5 Implementation Challenges of Customer Data Analysis

Information is one thing, insight is another. And extracting the latter from the former is one of the major challenges businesses face in the Big Data era.

Done effectively, customer data analysis can provide organizations with essential information about their customers and prospects, and light the way to improved processes that enhance the customer experience. That in itself is a primary goal for any business looking to forge strong bonds and maximize lifetime value in a hyper-competitive environment where customer experience counts for everything. That goal can be met in a number of ways, including building on relationships with current customers and more precisely and economically targeting and forming connections with prospects.

And, thanks to cutting-edge software solutions such as customer analytics and data management platforms, the tools for sophisticated analysis are within reach for large and small companies alike, with a growing majority of organizations ready to embrace the solution, as reported in CIO Insight. The study has shown that there are numerous barriers businesses regularly face when they move to implement a customer data analysis program. Yaniv Reznik, CPO at nanorep, a leader in guiding the digital experience, addressed the fact that companies of any size can struggle with turning Big Data into actionable insights without the proper tools for comprehensive customer data analytics. According to him, there are a number of barriers they typically encounter, notably these:

Too much of a good thing

The sheer volume of data and information businesses amass these days, whether it’s about customer demographics, sales, fulfillment, or other operational facets, can be overwhelming. Sifting through it all to mine it for meaningful insights is made possible by the advanced software solutions now available, but analytics alone still don’t obviate the need for carefully drawn parameters and nuanced interpretations. If you don’t know what you’re looking for, there’s a strong possibility you won’t recognize it when you find it. Indeed, the CIO Insight article indicated that 39 percent of businesses surveyed found it difficult to integrate data, and 37 percent had trouble determining how to turn the data into insights they could act on. Doing that requires a comprehensive plan that fully aligns data, analytics, operational processes, and company objectives, with an eye toward defining, extracting, and analyzing the relevant data.

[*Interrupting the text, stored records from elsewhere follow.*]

use prompt_service::{
    PromptCatalog, PromptData, PromptError, PromptService, ProviderEndpoints, ProviderKeys,
    ProviderKind, Rule,
};
use secrecy::SecretString;
use serde_json::json;
use wiremock::matchers::{body_string_contains, method, path};
use wiremock::{Mock, MockServer, ResponseTemplate};

const CATALOG: &str = r#"{
    "lead_summary": {
        "description": "Summarise a lead",
        "prompt": "Return the lead as JSON.",
        "config": {"provider": "openai", "model": "gpt-4o-mini"},
        "validation": {
            "required_fields": ["message"],
            "at_least_one": ["email", "phone"],
            "min_length": {"message": 5}
        },
        "response_format": "json"
    },
    "greeting": {
        "prompt": "Say hello."
    },
    "blank": {
        "prompt": "   "
    }
}"#;

fn service(server: &MockServer) -> PromptService {
    let keys = ProviderKeys {
        openai: Some(SecretString::new("openai-key".into())),
        gemini: Some(SecretString::new("gemini-key".into())),
    };
    PromptService::new(PromptCatalog::from_json(CATALOG).unwrap(), keys).with_endpoints(
        ProviderEndpoints {
            openai: server.uri(),
            gemini: server.uri(),
        },
    )
}

fn data(pairs: &[(&str, &str)]) -> PromptData {
    pairs
        .iter()
        .map(|(k, v)| (k.to_string(), v.to_string()))
        .collect()
}

#[tokio::test]
async fn test_execute_openai_prompt() {
    let server = MockServer::start().await;
    Mock::given(method("POST"))
        .and(path("/chat/completions"))
        .and(body_string_contains("Message: Call me back"))
        .respond_with(ResponseTemplate::new(200).set_body_json(json!({
            "choices": [{"message": {"content": "```json\n{\"intent\": \"callback\"}\n```"}}]
        })))
        .expect(2)
        .mount(&server)
        .await;

    let service = service(&server);
    let input = data(&[("message", "Call me back"), ("phone", "0600000000")]);

    let first = service.execute_prompt("lead_summary", &input).await.unwrap();
    assert_eq!(first, json!({"intent": "callback"}));

    // Second call reuses the cached provider
    let second = service.execute_prompt("lead_summary", &input).await.unwrap();
    assert_eq!(second, first);
}

#[tokio::test]
async fn test_execute_gemini_prompt_plain_text() {
    let server = MockServer::start().await;
    Mock::given(method("POST"))
        .and(path("/models/gemini-1.5-flash:generateContent"))
        .respond_with(ResponseTemplate::new(200).set_body_json(json!({
            "candidates": [{"content": {"parts": [{"text": "Hello there"}]}}]
        })))
        .mount(&server)
        .await;

    let result = service(&server)
        .execute_prompt("greeting", &PromptData::new())
        .await
        .unwrap();
    assert_eq!(result, json!({"response": "Hello there"}));
}

#[tokio::test]
async fn test_validation_errors_stop_before_request() {
    let server = MockServer::start().await;
    Mock::given(method("POST"))
        .respond_with(ResponseTemplate::new(500))
        .expect(0)
        .mount(&server)
        .await;
    let service = service(&server);

    let err = service
        .execute_prompt("lead_summary", &data(&[("email", "a@b.c")]))
        .await
        .unwrap_err();
    match err {
        PromptError::Validation(v) => {
            assert_eq!(v.field, "message");
            assert_eq!(v.rule, Rule::Required);
        }
        other => panic!("unexpected error: {other:?}"),
    }

    let err = service
        .execute_prompt("lead_summary", &data(&[("message", "Call me back")]))
        .await
        .unwrap_err();
    assert_eq!(
        err.to_string(),
        "At least one of these fields must be filled: email, phone"
    );

    let err = service
        .execute_prompt("lead_summary", &data(&[("message", "hi"), ("email", "a@b.c")]))
        .await
        .unwrap_err();
    assert_eq!(
        err.to_string(),
        "The field 'message' must contain at least 5 characters"
    );
}

#[tokio::test]
async fn test_unknown_and_empty_prompts() {
    let server = MockServer::start().await;
    let service = service(&server);

    assert!(matches!(
        service.execute_prompt("missing", &PromptData::new()).await,
        Err(PromptError::UnknownPrompt(name)) if name == "missing"
    ));
    assert!(matches!(
        service.execute_prompt("blank", &PromptData::new()).await,
        Err(PromptError::EmptyPrompt)
    ));
}

#[tokio::test]
async fn test_missing_key_is_reported() {
    let server = MockServer::start().await;
    let service = PromptService::new(
        PromptCatalog::from_json(CATALOG).unwrap(),
        ProviderKeys::default(),
    )
    .with_endpoints(ProviderEndpoints {
        openai: server.uri(),
        gemini: server.uri(),
    });

    assert!(matches!(
        service.execute_prompt("greeting", &PromptData::new()).await,
        Err(PromptError::NotConfigured(_))
    ));
    assert!(service.provider_info().iter().all(|p| !p.configured));
}

#[test]
fn test_prompt_and_provider_info() {
    let service = PromptService::new(
        PromptCatalog::from_json(CATALOG).unwrap(),
        ProviderKeys {
            openai: None,
            gemini: Some(SecretString::new("gemini-key".into())),
        },
    );

    assert_eq!(service.available_prompts(), vec!["blank", "greeting", "lead_summary"]);

    let info = service.prompt_info("lead_summary").unwrap();
    assert_eq!(info.config.provider, ProviderKind::OpenAi);
    assert_eq!(info.config.model, "gpt-4o-mini");
    assert_eq!(info.response_format, "json");
    assert_eq!(service.prompt_info("greeting").unwrap().response_format, "text");

    let providers = service.provider_info();
    assert!(providers
        .iter()
        .any(|p| p.provider == ProviderKind::Gemini && p.configured));
    assert!(providers
        .iter()
        .any(|p| p.provider == ProviderKind::OpenAi && !p.configured));
}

Siloed operations and information

Without shared access to, and analysis of, data and information, not even the most sophisticated analytics will prove transformative. For a large portion of businesses, the siloed departments and functions that are the products of traditional organizing principles can be a major barrier to garnering the actionable insights customer analytics can offer. When the goal is providing and maintaining an exceptional customer experience, as it must be for any business looking to differentiate itself and prosper these days, organizations need to rethink that siloing and rally all players around the central goal in order to get maximum value from customer data analysis initiatives.

Analyzing data from different sources

The digital age has opened up previously undreamed of opportunities for organizations to interact with their customers and increase the value and lifespan of those relationships. These channels and devices continue to proliferate at an amazing rate. But all that good news doesn’t come without posing some significant challenges as well. Chief among those is that most businesses have found themselves effectively isolating each new channel and device as well, drawing on the old structures rather than envisioning new, integrated approaches. That separation results in disparate information coming in from disparate channels, and that can be hard to assimilate with other data. The solution – and it is one that has a broader, beneficial impact on the customer experience itself – is to treat each device and channel as part of the whole, providing a consistent experience throughout and generating consistent data.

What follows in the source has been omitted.